Quem nunca quis fugir da realidade e mergulhou nas páginas dos livros? Atire a primeira pedra quem nunca esteve numa dor de cotovelos daquelas e colocou aquela música bem melancólica só pra chorar. Assim como também fazemos ao contrário, para externar nossa alegria. Usamos com fervor a arte para expressar nossos sentimentos, tanto felizes quanto os tristes. O que queremos é expressa-los. Essa coluna dedica-se à literatura. E é aqui que vamos traçar o paralelo entre autor e leitor.

A frase usada no topo desse texto é uma das visões da Organização Mundial da Saúde, a OMS. Por anos o depressivo estava com pouca fé, assombrado por forças sobrenaturais ou era fraco. Nos dias atuais, realmente falta fé na humanidade, somos assombrados pelo medo do porvir e acredito não sejamos fracos, todavia, somos fortes por muito tempo. A literatura é um espelho onde podemos enxergar retalhos de nossas almas nas personagens. Mesmo sabendo que trata-se de histórias criadas na mente de alguém, no fundo cremos que este alguém, no caso o escritor, em algum momento vivenciou direta ou indiretamente aquela situação e então nos sentimos acolhidos, descobrimos que não somos os únicos a sentir tais dores. E que de alguma forma essa dor silenciosa foi percebida, ouvida e amparada. E quando se trata de uma história baseada em fatos é ainda mais arrebatador pois temos a oportunidade de olhar o sobrevivente e perceber que é possível vencer.

Criar um tabu em torno da depressão só piora a situação, visto que a falta de conhecimento nos deixa feito cegos.

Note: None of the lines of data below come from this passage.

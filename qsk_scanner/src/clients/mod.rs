//! Clients to fetch data from the chain node.

use async_trait::async_trait;
use qsk_common::AddressBalance;
use rust_decimal::Decimal;
use std::str::FromStr;

use crate::error::Error;
use crate::model::{Block, Transaction, Unspent, Vout};

mod explorer;
mod rpc;

pub use explorer::ExplorerClient;
pub use rpc::RpcClient;

/// The capability set both node adapters implement. Every operation may
/// block on I/O; transport failures surface as [`Error::Unavailable`].
///
/// This is a fully `async` trait: implementations wrapping a blocking
/// transport should off-load to the runtime themselves.
#[async_trait]
pub trait NodeClient: Send + Sync {
    /// The current best height reported by the node.
    async fn tip_height(&self) -> Result<u64, Error>;

    /// The hash of the block at `height`. Fails with
    /// [`Error::HeightNotFound`] when the chain has not reached it yet.
    async fn block_hash(&self, height: u64) -> Result<String, Error>;

    /// The block with the given hash: header plus ordered transaction ids.
    async fn block(&self, hash: &str) -> Result<Block, Error>;

    /// A transaction with populated vins and vouts. Vin addresses and
    /// values may be absent. Fails with [`Error::TxNotFound`] when the node
    /// cannot resolve the id.
    async fn transaction(&self, tx_id: &str) -> Result<Transaction, Error>;

    /// One output of a prior transaction, used to back-fill a vin.
    async fn tx_out(&self, tx_id: &str, vout: u64) -> Result<Vout, Error>;

    /// Unconfirmed transaction ids. The explorer adapter legitimately
    /// returns an empty list.
    async fn mempool_tx_ids(&self) -> Result<Vec<String>, Error>;

    /// Unspent outputs of the given addresses, stake spendability policy
    /// applied.
    async fn list_unspent(&self, addresses: &[String]) -> Result<Vec<Unspent>, Error>;

    /// Broadcast a raw transaction, returning its id. Fails with the
    /// node's error message verbatim.
    async fn broadcast(&self, raw_hex: &str) -> Result<String, Error>;

    /// The balance of one address.
    async fn address_balance(&self, address: &str) -> Result<AddressBalance, Error>;
}

/// Fold spendable unspent outputs into per-address balances, one entry per
/// requested address, zero balances included.
pub(crate) fn fold_unspent(
    symbol: &str,
    addresses: &[String],
    utxos: &[Unspent],
) -> Vec<AddressBalance> {
    let mut confirmed: std::collections::HashMap<&str, Decimal> = Default::default();
    let mut unconfirmed: std::collections::HashMap<&str, Decimal> = Default::default();
    for utxo in utxos {
        if !utxo.spendable {
            continue;
        }
        let amount = Decimal::from_str(&utxo.amount).unwrap_or_default();
        let bucket = if utxo.confirmations > 0 {
            &mut confirmed
        } else {
            &mut unconfirmed
        };
        *bucket.entry(utxo.address.as_str()).or_default() += amount;
    }
    addresses
        .iter()
        .map(|address| {
            let c = confirmed.get(address.as_str()).copied().unwrap_or_default();
            let u = unconfirmed
                .get(address.as_str())
                .copied()
                .unwrap_or_default();
            AddressBalance {
                symbol: symbol.to_string(),
                address: address.clone(),
                balance: (c + u).normalize().to_string(),
                unconfirm_balance: u.normalize().to_string(),
                confirm_balance: c.normalize().to_string(),
            }
        })
        .collect()
}

/// Render a wire value that may arrive as a JSON string or number.
pub(crate) fn wire_string(value: &serde_json::Value) -> String {
    match value {
        serde_json::Value::String(s) => s.clone(),
        serde_json::Value::Number(n) => n.to_string(),
        serde_json::Value::Null => String::new(),
        other => other.to_string(),
    }
}

/// Parse a wire value into a decimal, treating anything unparsable as zero.
pub(crate) fn wire_decimal(value: &serde_json::Value) -> Decimal {
    Decimal::from_str(&wire_string(value)).unwrap_or_default()
}

/// Normalize a wire value already expressed in native units into a decimal
/// string without trailing zeros.
pub(crate) fn normalized_value(value: &serde_json::Value) -> String {
    wire_decimal(value).normalize().to_string()
}
#[derive(thiserror::Error, Debug)]
pub enum Error {
    #[error("{0}")]
    Generic(String),

    /// An observer refused a delivery; the message travels verbatim so the
    /// scanner can record it.
    #[error("{0}")]
    Rejected(String),
}
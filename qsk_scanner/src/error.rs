#[derive(thiserror::Error, Debug)]
pub enum Error {
    #[error("{0}")]
    Generic(String),

    /// The node did not answer: transport failure or timeout.
    #[error("node unavailable: {0}")]
    Unavailable(String),

    /// The chain has not reached the requested height yet.
    #[error("block height {0} not found")]
    HeightNotFound(u64),

    /// A JSON-RPC level error reported by the node, rendered the way the
    /// node phrased it.
    #[error("[{code}]{message}")]
    NodeRpc { code: i64, message: String },

    /// The node cannot resolve a transaction id. Carries the node's reason
    /// verbatim so the retry log can classify permanent misses by prefix.
    #[error("{0}")]
    TxNotFound(String),

    /// A vin back-fill found the producing transaction but not the
    /// referenced output.
    #[error("missing vout {vout} in transaction {txid}")]
    MissingVout { txid: String, vout: u64 },

    #[error("observer rejected extract data: {0}")]
    ObserverRejected(String),

    /// The Persistence Port is unreachable. Fatal: the scanner refuses to
    /// advance and surfaces this to its caller instead of retrying.
    #[error("persistence unavailable: {0}")]
    Persist(String),

    /// One or more transactions of a block failed extraction or delivery;
    /// the unscanned log owes them.
    #[error("{failed} of {total} transactions failed extraction in block {height}")]
    IncompleteScan {
        height: u64,
        failed: usize,
        total: usize,
    },

    #[error("batch extraction requires at least one transaction")]
    EmptyBatch,

    #[error("block height to rescan must be greater than 0")]
    RescanHeightZero,

    #[error(transparent)]
    JsonFrom(#[from] serde_json::Error),

    #[error(transparent)]
    StdIOError(#[from] std::io::Error),

    #[error(transparent)]
    Reqwest(#[from] reqwest::Error),

    #[error(transparent)]
    Url(#[from] url::ParseError),

    #[cfg(feature = "mempool")]
    #[error(transparent)]
    WebSocket(#[from] tokio_tungstenite::tungstenite::Error),

    #[error(transparent)]
    Common(#[from] qsk_common::Error),
}

impl Error {
    /// True when this error means the node permanently does not know the
    /// transaction, judged by the configured reason prefix.
    pub fn is_permanent_tx_miss(&self, reason_prefix: &str) -> bool {
        matches!(self, Error::TxNotFound(reason) if reason.starts_with(reason_prefix))
    }

    /// Wrap a Persistence Port failure into the fatal [`Error::Persist`]
    /// class.
    pub(crate) fn persist(source: Error) -> Self {
        match source {
            Error::Persist(_) => source,
            other => Error::Persist(other.to_string()),
        }
    }
}
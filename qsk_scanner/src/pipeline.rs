//! Bounded-concurrency batch extraction.
//!
//! One producer spawns an extraction task per transaction behind a counting
//! semaphore; a coordinator moves finished results into a single-consumer
//! channel; the consumer notifies observers sequentially. Results are
//! emitted in completion order, which the observer contract allows; across
//! blocks ordering is enforced by the scanner driving one batch at a time.

use std::collections::{BTreeMap, VecDeque};
use std::sync::Arc;

use tokio::sync::{mpsc, oneshot, Semaphore};

use qsk_common::{ExtractData, Observer, SourceKey, UnscanRecord, WatchList};

use crate::clients::NodeClient;
use crate::error::Error;
use crate::extract::Extractor;
use crate::model::ExtractResult;
use crate::store::ScanStore;

/// Width of the extraction worker pool.
pub const MAX_EXTRACTING_SIZE: usize = 15;

/// Fans transaction extraction out across a bounded worker pool and feeds
/// the results to the observers. Cloning is cheap and shares the worker
/// semaphore, so auxiliary producers (mempool push, retry drain) throttle
/// against the same pool.
#[derive(Clone)]
pub struct ExtractPipeline {
    inner: Arc<PipelineInner>,
}

struct PipelineInner {
    node: Arc<dyn NodeClient>,
    store: Arc<dyn ScanStore>,
    watch: Arc<dyn WatchList>,
    observers: Vec<Arc<dyn Observer>>,
    extracting: Arc<Semaphore>,
    extractor: Extractor,
    symbol: String,
}

impl ExtractPipeline {
    pub fn new(
        symbol: &str,
        decimals: u32,
        node: Arc<dyn NodeClient>,
        store: Arc<dyn ScanStore>,
        watch: Arc<dyn WatchList>,
        observers: Vec<Arc<dyn Observer>>,
    ) -> Result<Self, Error> {
        Ok(ExtractPipeline {
            inner: Arc::new(PipelineInner {
                node,
                store,
                watch,
                observers,
                extracting: Arc::new(Semaphore::new(MAX_EXTRACTING_SIZE)),
                extractor: Extractor::new(symbol, decimals)?,
                symbol: symbol.to_string(),
            }),
        })
    }

    /// Fetch, back-fill and extract a single transaction. `height` and
    /// `hash` carry the batch context into transactions the node reports
    /// without one; both are zero/empty for mempool extractions.
    pub async fn extract_transaction(
        &self,
        height: u64,
        hash: &str,
        tx_id: &str,
        positional_coinstake: bool,
    ) -> ExtractResult {
        let mut tx = match self.inner.node.transaction(tx_id).await {
            Ok(tx) => tx,
            Err(e) => {
                log::info!("block scanner can not extract transaction data: {e}");
                return ExtractResult::failed(tx_id, height, e.to_string());
            }
        };
        if height > 0 && tx.block_height == 0 {
            tx.block_height = height;
            tx.block_hash = hash.to_string();
        }
        if !tx.is_coinbase {
            for i in 0..tx.vins.len() {
                if !tx.vins[i].address.is_empty() {
                    continue;
                }
                let (source, vout) = (tx.vins[i].tx_id.clone(), tx.vins[i].vout);
                match self.inner.node.tx_out(&source, vout).await {
                    Ok(prev_out) => {
                        tx.vins[i].address = prev_out.address;
                        tx.vins[i].value = prev_out.value;
                    }
                    Err(e) => {
                        log::info!(
                            "block scanner can not trace source of vin {i} in {tx_id}: {e}"
                        );
                        return ExtractResult::failed(tx_id, height, e.to_string());
                    }
                }
            }
        }
        self.inner
            .extractor
            .extract(&tx, positional_coinstake, self.inner.watch.as_ref())
    }

    fn notify_extract(&self, height: u64, records: &BTreeMap<SourceKey, ExtractData>) -> usize {
        let mut failed = 0;
        for observer in &self.inner.observers {
            for (source_key, data) in records {
                if let Err(e) = observer.extract_notify(source_key, data) {
                    let rejection = Error::ObserverRejected(e.to_string());
                    log::error!("extract data notify unexpected error: {rejection}");
                    let record =
                        UnscanRecord::new(&self.inner.symbol, height, "", &rejection.to_string());
                    if let Err(store_err) = self.inner.store.save_unscan(&record) {
                        log::error!(
                            "block height: {height}, save unscan record failed: {store_err}"
                        );
                    }
                    failed += 1;
                }
            }
        }
        failed
    }

    /// Extract a batch of transactions, usually one block's worth, and
    /// notify the observers. Every failed transaction or refused delivery
    /// leaves an unscan record; the batch errs when any were counted.
    pub async fn extract_batch(
        &self,
        height: u64,
        hash: &str,
        tx_ids: &[String],
    ) -> Result<(), Error> {
        if tx_ids.is_empty() {
            return Err(Error::EmptyBatch);
        }
        let should_done = tx_ids.len();
        let (producer_tx, mut producer_rx) = mpsc::channel::<ExtractResult>(MAX_EXTRACTING_SIZE);
        let (worker_tx, mut worker_rx) = mpsc::channel::<ExtractResult>(1);
        let (quit_tx, mut quit_rx) = oneshot::channel::<()>();

        // Consumer: single-threaded observer notification, closes the quit
        // channel exactly when every transaction was accounted for.
        let consumer = {
            let pipeline = self.clone();
            tokio::spawn(async move {
                let mut done = 0usize;
                let mut failed = 0usize;
                while let Some(result) = worker_rx.recv().await {
                    if result.success {
                        failed += pipeline.notify_extract(height, &result.extract_data);
                        failed += pipeline.notify_extract(height, &result.extract_contract_data);
                    } else {
                        let reason = result.reason.unwrap_or_default();
                        let record =
                            UnscanRecord::new(&pipeline.inner.symbol, height, "", &reason);
                        if let Err(e) = pipeline.inner.store.save_unscan(&record) {
                            log::error!(
                                "block height: {height}, save unscan record failed: {e}"
                            );
                        }
                        failed += 1;
                    }
                    done += 1;
                    if done == should_done {
                        break;
                    }
                }
                let _ = quit_tx.send(());
                failed
            })
        };

        // Producer: one extraction task per transaction, throttled by the
        // shared semaphore, posting results as they complete.
        {
            let pipeline = self.clone();
            let hash = hash.to_string();
            let tx_ids = tx_ids.to_vec();
            tokio::spawn(async move {
                for (i, tx_id) in tx_ids.into_iter().enumerate() {
                    let permit = match pipeline.inner.extracting.clone().acquire_owned().await {
                        Ok(permit) => permit,
                        Err(_) => break,
                    };
                    let pipeline = pipeline.clone();
                    let hash = hash.clone();
                    let producer_tx = producer_tx.clone();
                    // The second transaction of a block is the coinstake
                    // candidate; mempool batches carry no block positions.
                    let positional_coinstake = height > 0 && i == 1;
                    tokio::spawn(async move {
                        let result = pipeline
                            .extract_transaction(height, &hash, &tx_id, positional_coinstake)
                            .await;
                        let _ = producer_tx.send(result).await;
                        drop(permit);
                    });
                }
            });
        }

        // Coordinator: queue between out-of-order completion and the
        // single consumer.
        let mut queue: VecDeque<ExtractResult> = VecDeque::new();
        let mut producer_open = true;
        loop {
            tokio::select! {
                received = producer_rx.recv(), if producer_open => match received {
                    Some(result) => queue.push_back(result),
                    None => producer_open = false,
                },
                reserved = worker_tx.reserve(), if !queue.is_empty() => match reserved {
                    Ok(permit) => {
                        if let Some(front) = queue.pop_front() {
                            permit.send(front);
                        }
                    }
                    Err(_) => break,
                },
                _ = &mut quit_rx => break,
            }
        }
        drop(worker_tx);

        let failed = consumer.await.unwrap_or(0);
        if failed > 0 {
            Err(Error::IncompleteScan {
                height,
                failed,
                total: should_done,
            })
        } else {
            Ok(())
        }
    }
}
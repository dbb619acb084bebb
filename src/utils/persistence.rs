//! JSON helpers for files under ~/.leviathan/ such as the engine config.

use std::fs;
use std::io;
use std::path::PathBuf;

/// Get the ~/.leviathan/ directory path, creating it if needed.
pub fn leviathan_dir() -> io::Result<PathBuf> {
    let home_dir = dirs::home_dir().ok_or_else(|| {
        io::Error::new(
            io::ErrorKind::NotFound,
            "Could not determine home directory",
        )
    })?;
    let dir = home_dir.join(".leviathan");
    fs::create_dir_all(&dir)?;
    Ok(dir)
}

/// Full path for a file in ~/.leviathan/.
pub fn data_path(filename: &str) -> io::Result<PathBuf> {
    Ok(leviathan_dir()?.join(filename))
}

/// Load a JSON file from ~/.leviathan/, returning `T::default()` if missing or invalid.
pub fn load_json_or_default<T: Default + serde::de::DeserializeOwned>(filename: &str) -> T {
    let path = match data_path(filename) {
        Ok(p) => p,
        Err(_) => return T::default(),
    };
    match fs::read_to_string(&path) {
        Ok(json) => serde_json::from_str(&json).unwrap_or_else(|e| {
            tracing::warn!(path = %path.display(), error = %e, "Ignoring unreadable JSON file");
            T::default()
        }),
        Err(_) => T::default(),
    }
}

/// Save a value as pretty-printed JSON to ~/.leviathan/, returning the path written.
pub fn save_json<T: serde::Serialize>(filename: &str, data: &T) -> io::Result<PathBuf> {
    let path = data_path(filename)?;
    let json = serde_json::to_string_pretty(data)
        .map_err(|e| io::Error::new(io::ErrorKind::InvalidData, e))?;
    fs::write(&path, json)?;
    Ok(path)
}

#[cfg(test)]
mod tests {
    use super::*;

    #[test]
    fn test_leviathan_dir_exists() {
        let dir = leviathan_dir().expect("leviathan_dir should succeed");
        assert!(dir.exists());
        assert!(dir.ends_with(".leviathan"));
    }

    #[test]
    fn test_data_path_format() {
        let path = data_path("test.json").expect("data_path should succeed");
        assert!(path.to_string_lossy().ends_with(".leviathan/test.json"));
    }

    #[test]
    fn test_load_missing_returns_default() {
        let val: Vec<String> = load_json_or_default("nonexistent_test_file_12345.json");
        assert!(val.is_empty());
    }

    #[test]
    fn test_save_and_load_roundtrip() {
        let data = vec!["boss".to_string(), "ledger".to_string()];
        let path = save_json("persistence_test.json", &data).expect("save should succeed");

        let loaded: Vec<String> = load_json_or_default("persistence_test.json");
        assert_eq!(loaded, data);

        fs::remove_file(path).ok();
    }
}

Simplificar, romantizar ou reproduzir atos depressivos não é aconselhável por profissionais da área da psicologia. Entretanto é importante mostrar de forma clara, tanto para quem sofre com a depressão quanto para quem convive com um repressivo, quais sinais devem ativar nossa empatia, às vezes adormecida pela agitação cotidiana. Por falar em empatia, você lembra a última que se colocou no lugar do outro, esqueceu-se de si momentaneamente e ofereceu ajuda?

Talvez, mesmo sem que você perceba, todos os dias alguém está sinalizando pra você que lhe deposita confiança o suficiente em você e está pedindo por socorro. E acredite, muitas vezes esse pedido é silencioso e você só perceberá com os olhos da alma. Você não precisa estar ao lado da pessoa para perceber que ela não está bem. Voltando à premissa da geração Internet, podemos ver que, por muitas vezes, os amigos virtuais são aqueles que percebem quando algo não vai bem. Logicamente, não podemos desabonar o papel dos amigos que estão por perto. Estes, quando verdadeiros e sensíveis, são essenciais.

O papel da Literatura é sem dúvidas uma via de mão dupla. De um lado temos uma mente fervilhando de ideias, às vezes permeadas por experiências pessoais que darão o tom verdadeiro às histórias. É uma forma de colocar parte do nó na garganta para fora. É o grito silencioso através das palavras escritas. Já do outro lado existe um leitor ávido para encontrar um coração aberto para mergulhar sua dor e repousar, ainda que por pequenos instantes, sua alma dolorida. E é nas páginas dos livros que nos entregamos sem medo. Sem dedos apontados para nossa dor. Não há julgamentos. Existe um afago que alcança o âmago e nos faz acreditar que sim, ainda há solução. Escrevo esse texto com lágrimas, não de tristeza. Hoje desato um dos nós na minha garganta, não diferente de muitos.

Marlos Quintanilha é nascido em Itaboraí – RJ, formado em Administração e Pedagogia Cristã. Publicado nas editoras Andross, Rico, Porto da Lenha, Darda, Autores Independentes e Amazon. Idealizador do projeto Contos Coletivos, publicados semanalmente no blog Contos Coletivos e membro da ABERST.